É muito comum ver tradutores reclamando de alterações na revisão assim como revisores reclamando de más traduções. Mas não raro o texto traduzido volta da revisão com alterações do tipo "trocar 6 por meia dúzia": o que o tradutor colocou estava certo, mas o revisor preferiu alterar.
Existem casos em que as mudanças feitas pelo revisor melhoram o texto, mesmo estando corretas as escolhas do tradutor. No entanto, é preciso segurar esta vontade de mudar coisas e respeitar as decisões feitas durante a tradução. Afinal, a autoria do texto traduzido é do tradutor, não do revisor. Estilo, neste caso, precisa ser respeitado.
É possível perceber, muitas vezes, que o revisor faz essas alterações para "mostrar serviço". Se não houver correções, será mesmo que ele leu esse texto? Atentamente? É claro que sim, e não há nenhum problema em assumir que a tradução está irretocável.
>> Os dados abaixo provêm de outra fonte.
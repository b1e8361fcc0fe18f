//! Shared helpers for the service-layer tests: an isolated in-memory
//! database plus seeded collaborator records.

use crate::pool::{Database, DbConfig};
use crate::repository::client::ClientRepository;
use crate::repository::lot::LotRepository;
use crate::repository::seller::SellerRepository;
use predio_core::{Client, CommissionScheme, Lot, Seller};

/// Fresh in-memory database with all migrations applied.
pub async fn test_db() -> Database {
    Database::new(DbConfig::in_memory())
        .await
        .expect("in-memory database")
}

pub async fn seed_client(db: &Database) -> Client {
    let client = ClientRepository::build("Cliente Prueba", Some("cliente@example.com"));
    db.clients().insert(&client).await.expect("insert client");
    client
}

pub async fn seed_lot(db: &Database, list_price_cents: i64) -> Lot {
    let lot = LotRepository::build("Manzana 1 Lote 1", list_price_cents);
    db.lots().insert(&lot).await.expect("insert lot");
    lot
}

pub async fn seed_seller(
    db: &Database,
    scheme: CommissionScheme,
    rate_bps: Option<i64>,
    fixed_cents: i64,
) -> Seller {
    let seller = SellerRepository::build("Vendedor Prueba", scheme, rate_bps, fixed_cents);
    db.sellers().insert(&seller).await.expect("insert seller");
    seller
}
//! # Amortization Generator
//!
//! Pure computation of an installment schedule from principal, term and
//! annual rate. No I/O: the caller persists the rows.
//!
//! ## Algorithm
//! ```text
//! ┌─────────────────────────────────────────────────────────────────────────┐
//! │  monthly_rate = annual_rate / 100 / 12                                  │
//! │                                                                         │
//! │  rate == 0:  payment = principal / n        (flat split)                │
//! │  rate  > 0:  payment = P·i·(1+i)^n / ((1+i)^n − 1)   (annuity)          │
//! │                                                                         │
//! │  per row i = 1..n:                                                      │
//! │    interest   = balance · monthly_rate                                  │
//! │    principal  = payment − interest                                      │
//! │    closing    = balance − principal                                     │
//! │                                                                         │
//! │  FINAL ROW RULE: principal = remaining balance, amount_due is derived   │
//! │  from principal + interest — never from the formula's raw output — so   │
//! │  the running balance lands on exactly zero despite rounding drift.      │
//! └─────────────────────────────────────────────────────────────────────────┘
//! ```
//!
//! The formula runs in f64; every row rounds to centavos exactly once, at
//! construction. The final-row rule makes the schedule conserve principal:
//! `sum(principal) == principal` holds exactly for every valid input.

use chrono::{Months, NaiveDate};

use crate::error::{CoreError, CoreResult, ValidationError};
use crate::money::Money;
use crate::types::InterestRate;

/// One computed schedule row, before persistence.
///
/// The db layer turns these into `Installment` records (assigning ids,
/// timestamps and payment-tracking fields).
#[derive(Debug, Clone, PartialEq, Eq)]
pub struct ScheduleRow {
    /// 1-based installment number.
    pub number: u32,

    /// `start_date + number` months.
    pub due_date: NaiveDate,

    pub opening_balance: Money,
    pub amount_due: Money,
    pub interest: Money,
    pub principal: Money,
    pub closing_balance: Money,
}

/// Computes the full amortization schedule.
///
/// ## Arguments
/// * `principal` - financed amount (total − down payment), must be ≥ 0
/// * `term_months` - number of installments, must be ≥ 1
/// * `rate` - annual interest rate
/// * `start_date` - sale date; installment `i` falls due `i` months later
///
/// ## Errors
/// * `InvalidAmount` for a zero term or negative principal
///
/// Re-invocation is a full overwrite: the output is always exactly
/// `term_months` rows, never a partial schedule.
///
/// ## Example
/// ```rust
/// use chrono::NaiveDate;
/// use predio_core::amortization::build_schedule;
/// use predio_core::money::Money;
/// use predio_core::types::InterestRate;
///
/// let start = NaiveDate::from_ymd_opt(2026, 1, 15).unwrap();
/// let rows = build_schedule(
///     Money::from_cents(9_000_000), // $90,000.00
///     12,
///     InterestRate::from_percentage(10.0),
///     start,
/// )
/// .unwrap();
///
/// assert_eq!(rows.len(), 12);
/// assert_eq!(rows[0].amount_due.cents(), 791_243); // $7,912.43
/// assert!(rows[11].closing_balance.is_zero());
/// ```
pub fn build_schedule(
    principal: Money,
    term_months: u32,
    rate: InterestRate,
    start_date: NaiveDate,
) -> CoreResult<Vec<ScheduleRow>> {
    if term_months == 0 {
        return Err(CoreError::invalid_amount(
            "plazo_meses",
            "term must be at least 1 month",
        ));
    }
    if principal.is_negative() {
        return Err(CoreError::invalid_amount(
            "principal",
            format!("financed amount {principal} is negative"),
        ));
    }

    let n = term_months;
    let monthly = rate.monthly();
    let mut balance = principal.cents();
    let mut rows = Vec::with_capacity(n as usize);

    // Level payment in centavos, rounded once. For zero-rate financing this
    // is a flat split; otherwise the standard annuity payment.
    let payment_cents = if rate.is_zero() {
        (principal.cents() as f64 / n as f64).round() as i64
    } else {
        let p = principal.cents() as f64;
        let factor = (1.0 + monthly).powi(n as i32);
        (p * monthly * factor / (factor - 1.0)).round() as i64
    };

    for i in 1..=n {
        let due_date = start_date
            .checked_add_months(Months::new(i))
            .ok_or_else(|| {
                CoreError::Validation(ValidationError::InvalidFormat {
                    field: "due_date".to_string(),
                    reason: format!("date overflow at installment {i}"),
                })
            })?;

        let interest = ((balance as f64) * monthly).round() as i64;

        let (principal_portion, amount_due) = if i < n {
            (payment_cents - interest, payment_cents)
        } else {
            // Final row absorbs all rounding drift: pay off whatever balance
            // is left, and derive the amount due from it.
            (balance, balance + interest)
        };

        let closing = balance - principal_portion;

        rows.push(ScheduleRow {
            number: i,
            due_date,
            opening_balance: Money::from_cents(balance),
            amount_due: Money::from_cents(amount_due),
            interest: Money::from_cents(interest),
            principal: Money::from_cents(principal_portion),
            closing_balance: Money::from_cents(closing),
        });

        balance = closing;
    }

    Ok(rows)
}

// =============================================================================
// Unit Tests
// =============================================================================

#[cfg(test)]
mod tests {
    use super::*;

    fn start() -> NaiveDate {
        NaiveDate::from_ymd_opt(2026, 1, 15).unwrap()
    }

    #[test]
    fn test_reference_vector_90k_12m_10pct() {
        // principal=90000, term=12, annualRate=10 -> payment ≈ 7912.43
        let rows = build_schedule(
            Money::from_cents(9_000_000),
            12,
            InterestRate::from_percentage(10.0),
            start(),
        )
        .unwrap();

        assert_eq!(rows.len(), 12);
        assert_eq!(rows[0].amount_due.cents(), 791_243);
        // first month interest: 90000 * 10%/12 = 750.00
        assert_eq!(rows[0].interest.cents(), 75_000);
        assert_eq!(rows[0].principal.cents(), 716_243);
    }

    #[test]
    fn test_zero_rate_flat_split() {
        // principal=12000, term=12, rate=0 -> payment=1000.00 each month
        let rows = build_schedule(
            Money::from_cents(1_200_000),
            12,
            InterestRate::zero(),
            start(),
        )
        .unwrap();

        assert_eq!(rows.len(), 12);
        for row in &rows {
            assert_eq!(row.amount_due.cents(), 100_000);
            assert_eq!(row.interest.cents(), 0);
        }
        assert!(rows[11].closing_balance.is_zero());
    }

    #[test]
    fn test_zero_rate_final_row_absorbs_remainder() {
        // $100.00 over 3 months: 33.33 + 33.33 + 33.34
        let rows = build_schedule(Money::from_cents(10_000), 3, InterestRate::zero(), start())
            .unwrap();

        assert_eq!(rows[0].amount_due.cents(), 3_333);
        assert_eq!(rows[1].amount_due.cents(), 3_333);
        assert_eq!(rows[2].amount_due.cents(), 3_334);

        let total: i64 = rows.iter().map(|r| r.amount_due.cents()).sum();
        assert_eq!(total, 10_000);
    }

    #[test]
    fn test_balances_chain_and_land_on_zero() {
        for (principal, term, pct) in [
            (9_000_000, 12, 10.0),
            (15_000_000, 60, 12.5),
            (1_234_567, 7, 9.9),
            (50_000_00, 240, 8.0),
            (10_000, 3, 0.0),
        ] {
            let rows = build_schedule(
                Money::from_cents(principal),
                term,
                InterestRate::from_percentage(pct),
                start(),
            )
            .unwrap();

            assert_eq!(rows.len(), term as usize);
            assert_eq!(rows[0].opening_balance.cents(), principal);
            for pair in rows.windows(2) {
                assert_eq!(
                    pair[0].closing_balance, pair[1].opening_balance,
                    "balances must chain for principal={principal} term={term} rate={pct}"
                );
            }
            assert!(
                rows.last().unwrap().closing_balance.is_zero(),
                "final balance must be exactly zero for principal={principal} term={term} rate={pct}"
            );

            // Principal is conserved exactly, regardless of rate.
            let repaid: i64 = rows.iter().map(|r| r.principal.cents()).sum();
            assert_eq!(repaid, principal);

            // Each row's amount splits into interest + principal.
            for row in &rows {
                assert_eq!(
                    row.amount_due.cents(),
                    row.interest.cents() + row.principal.cents()
                );
            }
        }
    }

    #[test]
    fn test_zero_rate_amount_due_sums_to_principal() {
        let principal = 1_234_567;
        let rows =
            build_schedule(Money::from_cents(principal), 11, InterestRate::zero(), start())
                .unwrap();
        let total: i64 = rows.iter().map(|r| r.amount_due.cents()).sum();
        assert!((total - principal).abs() <= 1);
    }

    #[test]
    fn test_due_dates_advance_monthly() {
        let rows = build_schedule(
            Money::from_cents(100_000),
            3,
            InterestRate::zero(),
            NaiveDate::from_ymd_opt(2026, 1, 31).unwrap(),
        )
        .unwrap();

        // chrono clamps to the end of shorter months
        assert_eq!(rows[0].due_date, NaiveDate::from_ymd_opt(2026, 2, 28).unwrap());
        assert_eq!(rows[1].due_date, NaiveDate::from_ymd_opt(2026, 3, 31).unwrap());
        assert_eq!(rows[2].due_date, NaiveDate::from_ymd_opt(2026, 4, 30).unwrap());
    }

    #[test]
    fn test_single_installment() {
        let rows = build_schedule(
            Money::from_cents(100_000),
            1,
            InterestRate::from_percentage(12.0),
            start(),
        )
        .unwrap();

        assert_eq!(rows.len(), 1);
        // one month of interest at 1%
        assert_eq!(rows[0].interest.cents(), 1_000);
        assert_eq!(rows[0].principal.cents(), 100_000);
        assert_eq!(rows[0].amount_due.cents(), 101_000);
        assert!(rows[0].closing_balance.is_zero());
    }

    #[test]
    fn test_zero_principal_produces_zero_rows_not_error() {
        // A fully-paid-up-front financed sale has nothing to amortize, but
        // the generator itself still emits a well-formed (all-zero) schedule.
        let rows = build_schedule(
            Money::zero(),
            6,
            InterestRate::from_percentage(10.0),
            start(),
        )
        .unwrap();
        assert_eq!(rows.len(), 6);
        assert!(rows.iter().all(|r| r.amount_due.is_zero()));
    }

    #[test]
    fn test_invalid_inputs() {
        assert!(matches!(
            build_schedule(Money::from_cents(1_000), 0, InterestRate::zero(), start()),
            Err(CoreError::InvalidAmount { .. })
        ));
        assert!(matches!(
            build_schedule(Money::from_cents(-1), 12, InterestRate::zero(), start()),
            Err(CoreError::InvalidAmount { .. })
        ));
    }
}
Caso o revisor sinta ser necessário alterar algum aspecto estilístico, seria de bom tom comentar que tais mudanças foram feitas visando melhorar o texto, e não corrigir algum erro. Porque quando um PM (Project Manager) recebe do revisor um texto cheio de alterações, tudo o que ele vê são erros que foram corrigidos. Ele não saberá, a menos que informado, que o texto do tradutor não estava errado. E, dessa forma, mancha-se o nome do profissional que teve seu texto excessivamente alterado.
As agências, normalmente, não só enviam ao tradutor o texto revisado como oferecem a ele a oportunidade de comentar tais mudanças. Nestas horas é preciso ser firme, porém educado. Informar que, embora a maioria das mudanças tenha apenas caráter estilístico, você corrobora algumas delas, pois, de fato, valorizaram o texto. Salientar o aspecto estilístico é importante para que fique claro que não foram erros que foram corrigidos. Mas a educação deverá se apresentar, mesmo, quando for necessário informar que não concordamos com as alterações, seja porque seu estilo deveria ter sido mantido ou porque o sentido foi completamente alterado.
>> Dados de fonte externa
//! # Stripe Client
//!
//! Webhook signature verification and payment-intent identifier handling.
//!
//! ## Signature Scheme
//! ```text
//! Stripe-Signature: t=<unix-ts>,v1=<hex hmac>[,v1=<hex hmac>...]
//!
//! signed_payload = "<t>.<raw body bytes>"
//! expected       = HMAC-SHA256(webhook_secret, signed_payload)
//!
//! A signature only verifies when some v1 entry matches AND the timestamp
//! is within the replay tolerance (5 minutes).
//! ```
//!
//! Verification failures are the one webhook path that must never touch
//! state: the handler returns 400 before the reconciler sees the event.
//!
//! The actual money movement lives with the processor; this engine only
//! issues and stores the intent identifiers the front end needs.

use hmac::{Hmac, Mac};
use sha2::Sha256;
use thiserror::Error;
use uuid::Uuid;

type HmacSha256 = Hmac<Sha256>;

/// Replay tolerance for the signature timestamp, in seconds.
const TIMESTAMP_TOLERANCE_SECS: i64 = 300;

/// Errors for a malformed `Stripe-Signature` header.
///
/// Distinct from a *wrong* signature: a malformed header is an Err, a
/// well-formed header that doesn't verify is `Ok(false)`.
#[derive(Debug, Error)]
pub enum SignatureError {
    #[error("Stripe-Signature header is missing the timestamp")]
    MissingTimestamp,

    #[error("Stripe-Signature header is missing the v1 signature")]
    MissingSignature,

    #[error("Stripe-Signature timestamp is not a number")]
    MalformedTimestamp,
}

/// Stripe integration client.
#[derive(Debug, Clone)]
pub struct StripeClient {
    webhook_secret: String,
}

impl StripeClient {
    /// Creates a client with the configured webhook signing secret.
    pub fn new(webhook_secret: impl Into<String>) -> Self {
        StripeClient {
            webhook_secret: webhook_secret.into(),
        }
    }

    /// Verifies a webhook signature against the raw request body.
    ///
    /// Returns `Ok(true)` for a valid signature, `Ok(false)` for a wrong or
    /// stale one, and `Err` for a header that doesn't parse at all.
    pub fn verify_webhook_signature(
        &self,
        payload: &[u8],
        signature_header: &str,
    ) -> Result<bool, SignatureError> {
        let mut timestamp: Option<&str> = None;
        let mut candidates: Vec<&str> = Vec::new();

        for part in signature_header.split(',') {
            match part.trim().split_once('=') {
                Some(("t", value)) => timestamp = Some(value),
                Some(("v1", value)) => candidates.push(value),
                _ => {}
            }
        }

        let timestamp = timestamp.ok_or(SignatureError::MissingTimestamp)?;
        if candidates.is_empty() {
            return Err(SignatureError::MissingSignature);
        }

        let timestamp: i64 = timestamp
            .parse()
            .map_err(|_| SignatureError::MalformedTimestamp)?;

        // Reject replays: the processor signs with the delivery time.
        let age = chrono::Utc::now().timestamp() - timestamp;
        if age.abs() > TIMESTAMP_TOLERANCE_SECS {
            return Ok(false);
        }

        for candidate in candidates {
            let Ok(signature) = hex::decode(candidate) else {
                continue;
            };

            let mut mac = HmacSha256::new_from_slice(self.webhook_secret.as_bytes())
                .expect("HMAC can take key of any size");
            mac.update(timestamp.to_string().as_bytes());
            mac.update(b".");
            mac.update(payload);

            // constant-time comparison
            if mac.verify_slice(&signature).is_ok() {
                return Ok(true);
            }
        }

        Ok(false)
    }
}

/// Issues a new payment-intent id in the processor's format.
pub fn new_payment_intent_id() -> String {
    format!("pi_{}", Uuid::new_v4().simple())
}

/// Issues the client secret paired with an intent id.
pub fn new_client_secret(payment_intent_id: &str) -> String {
    format!("{}_secret_{}", payment_intent_id, Uuid::new_v4().simple())
}

// =============================================================================
// Unit Tests
// =============================================================================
Passei por essa situação nesta semana. Recebi o texto revisado e com um bom número de alterações. A maioria era pura questão de estilo. Concordei com algumas e achei que foram decisões acertadas. Mas 3 eram frases que foram modificadas a ponto de criarem sentido diferente do original. Uma breve check-list dessa revisão seria assim:
(a) mudança do tipo "6 por meia dúzia" ou "tanto fazia e por isso não precisava mudar";
(a) mudança de estilo (e desrespeito a ele);
(a) erro ortográfico da revisão.
Como falado, houve, sim, uma melhora pela troca de algumas palavras, mas a maioria esmagadora das "correções" não foi positiva.
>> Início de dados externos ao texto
//! # Pago Handlers
//!
//! Manual payments, payment-intent issuance, the processor webhook and the
//! limited PATCH surface.

use axum::body::Bytes;
use axum::extract::{Path, State};
use axum::http::HeaderMap;
use axum::Json;
use chrono::{NaiveDate, Utc};
use serde::Deserialize;
use serde_json::{json, Value};
use tracing::{debug, error, info};

use predio_core::validation::validate_payment_amount;
use predio_core::{CoreError, Money};
use predio_db::{PaymentEntry, PaymentTarget, ProcessorEvent};

use crate::error::ApiError;
use crate::stripe::{new_client_secret, new_payment_intent_id};
use crate::AppState;

// =============================================================================
// POST /pagos
// =============================================================================

/// `POST /pagos` request body. The target is one of:
/// - `pagoId` (optionally with `ventaId` as a cross-check)
/// - `ventaId` + `numeroPago`
/// - `ventaId` alone → oldest unpaid installment
#[derive(Debug, Clone, Deserialize)]
#[serde(rename_all = "camelCase")]
pub struct ApplyPagoRequest {
    #[serde(default)]
    pub pago_id: Option<String>,
    #[serde(default)]
    pub venta_id: Option<String>,
    #[serde(default)]
    pub numero_pago: Option<i64>,
    pub monto: f64,
    #[serde(default)]
    pub fecha_pago: Option<NaiveDate>,
    #[serde(default)]
    pub notas: Option<String>,
}

/// `POST /pagos` — applies a manual payment through the ledger.
pub async fn apply_pago(
    State(state): State<AppState>,
    Json(body): Json<ApplyPagoRequest>,
) -> Result<Json<Value>, ApiError> {
    validate_payment_amount("monto", body.monto)?;

    let target = match (body.pago_id, body.venta_id) {
        (Some(pago_id), venta_id) => PaymentTarget::Installment {
            installment_id: pago_id,
            sale_id: venta_id,
        },
        (None, Some(venta_id)) => match body.numero_pago {
            Some(number) => PaymentTarget::SaleInstallment {
                sale_id: venta_id,
                number,
            },
            None => PaymentTarget::OldestUnpaid { sale_id: venta_id },
        },
        (None, None) => {
            return Err(ApiError::validation("either pagoId or ventaId is required"));
        }
    };

    let entry = PaymentEntry {
        amount: Money::from_f64(body.monto),
        paid_on: body.fecha_pago.unwrap_or_else(|| Utc::now().date_naive()),
        notes: body.notas,
    };

    let installment = state.ledger.apply_payment(target, entry).await?;
    state.cache.clear();

    Ok(Json(json!({ "data": installment })))
}

// =============================================================================
// POST /pagos/create-payment-intent
// =============================================================================

/// `POST /pagos/create-payment-intent` request body.
#[derive(Debug, Clone, Deserialize)]
#[serde(rename_all = "camelCase")]
pub struct CreateIntentRequest {
    pub venta_id: String,
    pub numero_pago: i64,
    pub cliente_id: String,
}

/// `POST /pagos/create-payment-intent` — issues the identifiers the front
/// end hands to the processor and records the association on the
/// installment, so the webhook can resolve it later. The processor
/// round-trip itself belongs to the platform.
pub async fn create_payment_intent(
    State(state): State<AppState>,
    Json(body): Json<CreateIntentRequest>,
) -> Result<Json<Value>, ApiError> {
    debug!(venta_id = %body.venta_id, numero = body.numero_pago, "create_payment_intent");

    let sale = state
        .db
        .sales()
        .get_by_id(&body.venta_id)
        .await?
        .ok_or_else(|| ApiError::from(CoreError::SaleNotFound(body.venta_id.clone())))?;

    // The paying client must own the sale.
    if sale.client_id != body.cliente_id {
        return Err(ApiError::validation(format!(
            "venta {} does not belong to cliente {}",
            sale.id, body.cliente_id
        )));
    }

    let installment = state
        .db
        .installments()
        .list_by_sale(&sale.id)
        .await?
        .into_iter()
        .find(|i| i.installment_number == body.numero_pago)
        .ok_or_else(|| {
            ApiError::from(CoreError::InstallmentNotFound(format!(
                "{}#{}",
                sale.id, body.numero_pago
            )))
        })?;

    if installment.is_settled() {
        return Err(ApiError::new(
            crate::ErrorCode::Conflict,
            format!("pago {} is already pagado", installment.id),
        ));
    }

    let payment_intent_id = new_payment_intent_id();
    let client_secret = new_client_secret(&payment_intent_id);

    state
        .db
        .installments()
        .set_payment_intent(&installment.id, &payment_intent_id)
        .await?;

    info!(
        installment_id = %installment.id,
        payment_intent_id = %payment_intent_id,
        "Payment intent issued"
    );

    Ok(Json(json!({
        "clientSecret": client_secret,
        "paymentIntentId": payment_intent_id,
    })))
}

// =============================================================================
// POST /pagos/webhooks/stripe
// =============================================================================

/// `POST /pagos/webhooks/stripe` — verified, idempotent processor callback.
///
/// Status contract with the processor:
/// - 400: bad/missing signature or unparseable payload; never retried,
///   never mutates state
/// - 200: acknowledged (applied, duplicate, or unhandled kind)
/// - 500: internal failure after verification; the processor retries and
///   the idempotency log makes the retry safe
pub async fn stripe_webhook(
    State(state): State<AppState>,
    headers: HeaderMap,
    body: Bytes,
) -> Result<Json<Value>, ApiError> {
    let signature = headers
        .get("stripe-signature")
        .and_then(|v| v.to_str().ok())
        .ok_or_else(|| ApiError::validation("missing Stripe-Signature header"))?;

    let valid = state
        .stripe
        .verify_webhook_signature(&body, signature)
        .map_err(|e| ApiError::validation(e.to_string()))?;
    if !valid {
        return Err(ApiError::validation("invalid webhook signature"));
    }

    let payload: Value = serde_json::from_slice(&body)
        .map_err(|e| ApiError::validation(format!("malformed webhook payload: {e}")))?;
    let event = ProcessorEvent::from_payload(&payload).map_err(ApiError::from)?;

    let outcome = state
        .reconciler
        .handle(event, Utc::now().date_naive())
        .await
        .map_err(|err| {
            // Post-verification failures must surface as 500 so the
            // processor redelivers; the idempotency log absorbs the retry.
            error!(error = %err, "Webhook reconciliation failed");
            ApiError::internal()
        })?;

    state.cache.clear();
    debug!(outcome = ?outcome, "Webhook processed");

    Ok(Json(json!({ "received": true })))
}

// =============================================================================
// PATCH /pagos/:id
// =============================================================================

/// `PATCH /pagos/:id` request body — the full allow-list.
#[derive(Debug, Clone, Deserialize)]
#[serde(rename_all = "camelCase")]
pub struct PatchPagoRequest {
    #[serde(default)]
    pub monto: Option<f64>,
    #[serde(default)]
    pub notas: Option<String>,
}

/// `PATCH /pagos/:id` — limited edits (`monto`, `notas`); forbidden once
/// the installment is pagado.
pub async fn patch_pago(
    State(state): State<AppState>,
    Path(id): Path<String>,
    Json(body): Json<PatchPagoRequest>,
) -> Result<Json<Value>, ApiError> {
    let installment = state
        .db
        .installments()
        .get_by_id(&id)
        .await?
        .ok_or_else(|| ApiError::from(CoreError::InstallmentNotFound(id.clone())))?;

    if installment.is_settled() {
        return Err(ApiError::from(CoreError::InstallmentClosed(id)));
    }

    let amount_due_cents = match body.monto {
        Some(monto) => {
            validate_payment_amount("monto", monto)?;
            let cents = Money::from_f64(monto).cents();
            if cents < installment.amount_paid_cents {
                return Err(ApiError::validation(format!(
                    "monto {} is below the amount already paid {}",
                    Money::from_cents(cents),
                    Money::from_cents(installment.amount_paid_cents)
                )));
            }
            Some(cents)
        }
        None => None,
    };

    if amount_due_cents.is_none() && body.notas.is_none() {
        return Err(ApiError::validation(
            "nothing to update: allowed fields are monto, notas",
        ));
    }

    state
        .db
        .installments()
        .update_allowlist(&installment.id, amount_due_cents, body.notas.as_deref())
        .await?;

    let updated = state
        .db
        .installments()
        .get_by_id(&installment.id)
        .await?
        .ok_or_else(|| ApiError::internal())?;

    state.cache.clear();

    Ok(Json(json!({ "data": updated })))
}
Quando informado ao PM, com toda sutileza que nos é essencial, ele informou que iria verificar se o revisor havia sido muito severo. Eu não fui informada do resultado dessa verificação, mas o PM entrou em contato comigo dois dias depois pedindo que eu desse uma última olhada no arquivo final e conferisse a formatação. Aproveitei para perguntar se minhas correções deveriam se restringir apenas à formatação ou se eu poderia verificar também o texto e aquelas frases alteradas pelo revisor com as quais eu não havia concordado. Sua resposta foi: Feel free to change what you please (fique à vontade para mudar o que quiser). Ou seja: tive minha resposta. E ela foi muito boa!
Em tempo: Não estou aqui para falar mal de revisor, pois também sou revisora. Na maioria das vezes os revisores somos nós, mesmos, tradutores. Em várias agências, somos cadastrados tanto como tradutores quanto revisores, e vez ou outra aparece um trabalho a ser revisado. Nem todos os profissionais trabalham exclusivamente com revisão ou tradução. Quando participamos de projetos grandes, nossa tradução é revisada por um colega e a dele, por nós.
Por isso, antes de querer "mostrar serviço", precisamos nos colocar no lugar do colega e considerar os efeitos que aquelas mudanças podem gerar. Querer melhorar um texto é sempre positivo, desde que se estabeleça um limite entre o que é estilo e o que é inadequação, e que se esclareça o porquê dessas alterações.
Por isso, antes de querer "mostrar serviço", precisamos nos colocar no lugar do colega e considerar os efeitos que aquelas mudanças podem gerar. Querer melhorar um texto é sempre positivo, desde que se estabeleça um limite entre o que é estilo e o que é inadequação, e que se esclareça o porquê dessas alterações.
O que não pode, de forma alguma, é alterar tudo o que lhe convier e deixar parecer que o texto estava cheio de erros ortográficos, gramaticais e terminológicos.
Sutileza dos dois lados é essencial. Sempre.